Task goal: Scan the material for the string "BinaryMask" and copy out every line in which it occurs.

START Records for this task

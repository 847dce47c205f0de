//! Conversions between [`BinaryMask`] and `image` luma buffers.

use image::{GrayImage, Luma};

use crate::BinaryMask;

/// Foreground as 255, background as 0.
pub(crate) fn to_luma(mask: &BinaryMask) -> GrayImage {
    GrayImage::from_fn(mask.width() as u32, mask.height() as u32, |x, y| {
        Luma([if mask.get(y as usize, x as usize) { 255 } else { 0 }])
    })
}

/// Every non-zero pixel is foreground.
pub(crate) fn from_luma(img: &GrayImage) -> BinaryMask {
    BinaryMask::from_fn(img.width() as usize, img.height() as usize, |y, x| {
        img.get_pixel(x as u32, y as u32)[0] != 0
    })
}

#[cfg(test)]
mod tests {
    use super::*;

    #[test]
    fn luma_conversion_keeps_layout() {
        let mut mask = BinaryMask::new(4, 2);
        mask.set(1, 3, true);
        let img = to_luma(&mask);
        assert_eq!(img.dimensions(), (4, 2));
        assert_eq!(img.get_pixel(3, 1)[0], 255);
        assert_eq!(img.get_pixel(1, 1)[0], 0);
        assert_eq!(from_luma(&img), mask);
    }
}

END Records for this task

Output:
//! Conversions between [`BinaryMask`] and `image` luma buffers.
use crate::BinaryMask;
pub(crate) fn to_luma(mask: &BinaryMask) -> GrayImage {
pub(crate) fn from_luma(img: &GrayImage) -> BinaryMask {
    BinaryMask::from_fn(img.width() as usize, img.height() as usize, |y, x| {
        let mut mask = BinaryMask::new(4, 2);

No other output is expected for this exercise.